Contact surgery and supporting open books

Abstract

Let $\left(M,\xi \right)$ be a contact 3–manifold. We present two new algorithms, the first of which converts an open book $\left(\Sigma ,\Phi \right)$ supporting $\left(M,\xi \right)$ with connected binding into a contact surgery diagram. The second turns a contact surgery diagram for $\left(M,\xi \right)$ into a supporting open book decomposition. These constructions lead to a refinement of a result of Ding and Geiges [Math. Proc. Cambridge Philos. Soc. 136 (2004) 583–598], which states that every such $\left(M,\xi \right)$ may be obtained by contact surgery from $\left(S^3,{\xi }_{std}\right)$, as well as bounds on the support norm and genus (Etnyre and Ozbagci [Trans.

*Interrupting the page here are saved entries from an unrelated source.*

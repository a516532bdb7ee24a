//! Per-tenant request handling.
//!
//! A [`RequestHandler`] turns protocol requests into store calls. The
//! lifecycle manager only builds and closes handlers; it never looks inside
//! requests.

use crate::error::{Error, Result};
use crate::model::{ContextInput, ProjectInput, SearchOptions, SystemInput};
use crate::storage::Store;
use async_trait::async_trait;
use serde::de::DeserializeOwned;
use serde::{Deserialize, Serialize};
use serde_json::Value;
use tracing::debug;

/// JSON-RPC "parse error".
pub const PARSE_ERROR: i32 = -32700;

/// JSON-RPC "method not found".
pub const METHOD_NOT_FOUND: i32 = -32601;

/// One protocol request.
#[derive(Debug, Clone, Default, Serialize, Deserialize)]
pub struct Request {
    #[serde(default)]
    pub id: Value,
    pub method: String,
    #[serde(default)]
    pub params: Value,
}

impl Request {
    pub fn new(method: impl Into<String>, params: Value) -> Self {
        Self {
            id: Value::Null,
            method: method.into(),
            params,
        }
    }
}

#[derive(Debug, Clone, PartialEq, Serialize, Deserialize)]
pub struct ResponseError {
    pub code: i32,
    pub message: String,
    #[serde(default, skip_serializing_if = "Value::is_null")]
    pub data: Value,
}

/// Result or error for one request, echoing its id.
#[derive(Debug, Clone, Serialize, Deserialize)]
pub struct Response {
    pub id: Value,
    #[serde(skip_serializing_if = "Option::is_none")]
    pub result: Option<Value>,
    #[serde(skip_serializing_if = "Option::is_none")]
    pub error: Option<ResponseError>,
}

impl Response {
    #[must_use]
    pub fn success(id: Value, result: Value) -> Self {
        Self {
            id,
            result: Some(result),
            error: None,
        }
    }

    #[must_use]
    pub fn failure(id: Value, error: &Error) -> Self {
        let mut structured = error.to_structured_json();
        Self {
            id,
            result: None,
            error: Some(ResponseError {
                code: error.error_code().rpc_code(),
                message: error.to_string(),
                data: structured["data"].take(),
            }),
        }
    }

    #[must_use]
    pub fn method_not_found(id: Value, method: &str) -> Self {
        Self {
            id,
            result: None,
            error: Some(ResponseError {
                code: METHOD_NOT_FOUND,
                message: format!("Method not found: {method}"),
                data: Value::Null,
            }),
        }
    }

    #[must_use]
    pub fn parse_error(message: impl Into<String>) -> Self {
        Self {
            id: Value::Null,
            result: None,
            error: Some(ResponseError {
                code: PARSE_ERROR,
                message: message.into(),
                data: Value::Null,
            }),
        }
    }

    #[must_use]
    pub fn is_success(&self) -> bool {
        self.error.is_none()
    }
}

#[async_trait]
pub trait RequestHandler: Send + Sync {
    async fn handle_request(&self, request: Request) -> Response;

    /// Release the handler's resources. Idempotent.
    async fn close(&self) -> Result<()>;
}

#[derive(Debug, Deserialize)]
struct NameParams {
    name: String,
}

#[derive(Debug, Default, Deserialize)]
#[serde(default)]
struct ListProjectsParams {
    include_archived: bool,
}

#[derive(Debug, Deserialize)]
struct ProjectContextParams {
    name: String,
    #[serde(default)]
    system_specific: Option<bool>,
}

#[derive(Debug, Deserialize)]
struct StatusParams {
    name: String,
    status: String,
    #[serde(default)]
    note: Option<String>,
}

#[derive(Debug, Default, Deserialize)]
#[serde(default)]
struct SharedParams {
    #[serde(rename = "type")]
    entry_type: Option<String>,
    limit: Option<u32>,
}

#[derive(Debug, Default, Deserialize)]
#[serde(default)]
struct RecentParams {
    since: Option<String>,
    limit: Option<u32>,
}

#[derive(Debug, Deserialize)]
struct HostnameParams {
    hostname: String,
}

#[derive(Debug, Deserialize)]
struct HistoryParams {
    entity_type: String,
    entity_id: String,
    #[serde(default)]
    limit: Option<u32>,
}

fn params<T: DeserializeOwned>(method: &str, raw: Value) -> Result<T> {
    let raw = if raw.is_null() {
        Value::Object(serde_json::Map::new())
    } else {
        raw
    };
    serde_json::from_value(raw)
        .map_err(|e| Error::Validation(format!("invalid params for {method}: {e}")))
}

fn to_value<T: Serialize>(value: &T) -> Result<Option<Value>> {
    Ok(Some(serde_json::to_value(value)?))
}

/// Serves store operations for one tenant.
#[derive(Debug)]
pub struct ContextHandler {
    store: Store,
}

impl ContextHandler {
    #[must_use]
    pub fn new(store: Store) -> Self {
        Self { store }
    }

    #[must_use]
    pub fn store(&self) -> &Store {
        &self.store
    }

    /// `Ok(None)` means the method is unknown.
    async fn dispatch(&self, method: &str, raw: Value) -> Result<Option<Value>> {
        let store = &self.store;
        match method {
            "upsert_project" => {
                to_value(&store.upsert_project(params::<ProjectInput>(method, raw)?).await?)
            }
            "get_project" => {
                let p: NameParams = params(method, raw)?;
                let project = store
                    .get_project(&p.name)
                    .await?
                    .ok_or_else(|| Error::NotFound {
                        entity: "project",
                        id: p.name.clone(),
                    })?;
                to_value(&project)
            }
            "list_projects" => {
                let p: ListProjectsParams = params(method, raw)?;
                to_value(&store.list_projects(p.include_archived).await?)
            }
            "update_project_status" => {
                let p: StatusParams = params(method, raw)?;
                to_value(
                    &store
                        .update_project_status(&p.name, &p.status, p.note.as_deref())
                        .await?,
                )
            }
            "get_project_context" => {
                let p: ProjectContextParams = params(method, raw)?;
                to_value(&store.get_project_context(&p.name, p.system_specific).await?)
            }
            "store_context" => {
                to_value(&store.store_context(params::<ContextInput>(method, raw)?).await?)
            }
            "search_context" => {
                to_value(&store.search_context(params::<SearchOptions>(method, raw)?).await?)
            }
            "get_shared_context" => {
                let p: SharedParams = params(method, raw)?;
                to_value(&store.get_shared_context(p.entry_type.as_deref(), p.limit).await?)
            }
            "get_recent_updates" => {
                let p: RecentParams = params(method, raw)?;
                to_value(&store.get_recent_updates(p.since.as_deref(), p.limit).await?)
            }
            "register_system" => {
                to_value(&store.register_system(params::<SystemInput>(method, raw)?).await?)
            }
            "get_current_system" => to_value(&store.get_current_system().await?),
            "set_current_system" => {
                let p: HostnameParams = params(method, raw)?;
                to_value(&store.set_current_system(&p.hostname).await?)
            }
            "list_systems" => to_value(&store.list_systems().await?),
            "get_migration_status" => to_value(&store.get_migration_status().await?),
            "get_history" => {
                let p: HistoryParams = params(method, raw)?;
                to_value(&store.get_history(&p.entity_type, &p.entity_id, p.limit).await?)
            }
            _ => Ok(None),
        }
    }
}

#[async_trait]
impl RequestHandler for ContextHandler {
    async fn handle_request(&self, request: Request) -> Response {
        let Request { id, method, params } = request;
        debug!(method = %method, "Handling request");

        match self.dispatch(&method, params).await {
            Ok(Some(result)) => Response::success(id, result),
            Ok(None) => Response::method_not_found(id, &method),
            Err(e) => {
                debug!(method = %method, error = %e, "Request failed");
                Response::failure(id, &e)
            }
        }
    }

    async fn close(&self) -> Result<()> {
        self.store.close().await
    }
}
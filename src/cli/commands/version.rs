//! Version command implementation.

use crate::error::Result;
use crate::storage::Migrator;
use serde::Serialize;

#[derive(Serialize)]
struct VersionOutput<'a> {
    version: &'a str,
    build: &'a str,
    schema_version: u32,
}

/// Execute the version command.
///
/// # Errors
///
/// Returns an error if JSON serialization fails.
pub fn execute(json: bool) -> Result<()> {
    let version = env!("CARGO_PKG_VERSION");
    let build = if cfg!(debug_assertions) {
        "dev"
    } else {
        "release"
    };
    let schema_version = Migrator::builtin().latest_version();

    if json {
        let output = VersionOutput {
            version,
            build,
            schema_version,
        };
        println!("{}", serde_json::to_string(&output)?);
        return Ok(());
    }

    println!("ctxhub version {version} ({build}), schema v{schema_version}");
    Ok(())
}
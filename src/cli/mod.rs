//! CLI definitions using clap.

use clap::{Args, Parser, Subcommand};
use std::path::PathBuf;

pub mod commands;

/// ctxhub - multi-tenant context store
#[derive(Parser, Debug)]
#[command(name = "ctxhub", author, version, about, long_about = None)]
pub struct Cli {
    #[command(subcommand)]
    pub command: Commands,

    /// Output as JSON
    #[arg(long, global = true)]
    pub json: bool,

    /// Increase logging verbosity (-v, -vv)
    #[arg(short, long, action = clap::ArgAction::Count, global = true)]
    pub verbose: u8,

    /// Quiet mode (no logging)
    #[arg(short, long, global = true)]
    pub quiet: bool,
}

#[derive(Subcommand, Debug)]
pub enum Commands {
    /// Serve tenant requests as JSON lines on stdin/stdout
    Serve(ServeArgs),

    /// Inspect or change a store's schema version
    Migrate {
        /// Store path (default: ~/.ctxhub/data/context.db)
        #[arg(long, env = "CTXHUB_DB")]
        db: Option<PathBuf>,

        /// Persist pre-migration snapshots to this directory
        #[arg(long)]
        backup_dir: Option<PathBuf>,

        #[command(subcommand)]
        command: MigrateCommands,
    },

    /// Show version information
    Version,
}

#[derive(Args, Debug, Clone)]
pub struct ServeArgs {
    /// Parent directory of all tenant stores (default: ~/.ctxhub/tenants)
    #[arg(long, env = "CTXHUB_DATA_DIR")]
    pub data_dir: Option<PathBuf>,

    /// Close tenant instances idle for this many seconds
    #[arg(long, default_value_t = 1800)]
    pub idle_timeout_secs: u64,

    /// Seconds between idle sweeps
    #[arg(long, default_value_t = 60)]
    pub sweep_interval_secs: u64,

    /// Persist pre-migration snapshots of tenant stores here
    #[arg(long)]
    pub backup_dir: Option<PathBuf>,
}

#[derive(Subcommand, Debug, Clone)]
pub enum MigrateCommands {
    /// Show applied and pending migrations
    Status,

    /// Apply pending migrations (with backup and validation)
    Up,

    /// Roll back to a target version (with backup and validation)
    Rollback {
        /// Version to roll back to
        target: u32,
    },

    /// Check integrity, foreign keys and expected tables
    Validate,
}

Amer. Math. Soc. 360 (2008) 3133–3151]) of contact manifolds obtained by surgery in terms of classical link data. We then introduce Kirby moves called ribbon moves, which use mapping class relations to modify contact surgery diagrams. Any two surgery diagrams of the same contact 3–manifold are related by a sequence of Legendrian isotopies and ribbon moves. As most of our results are computational in nature, a number of examples are analyzed.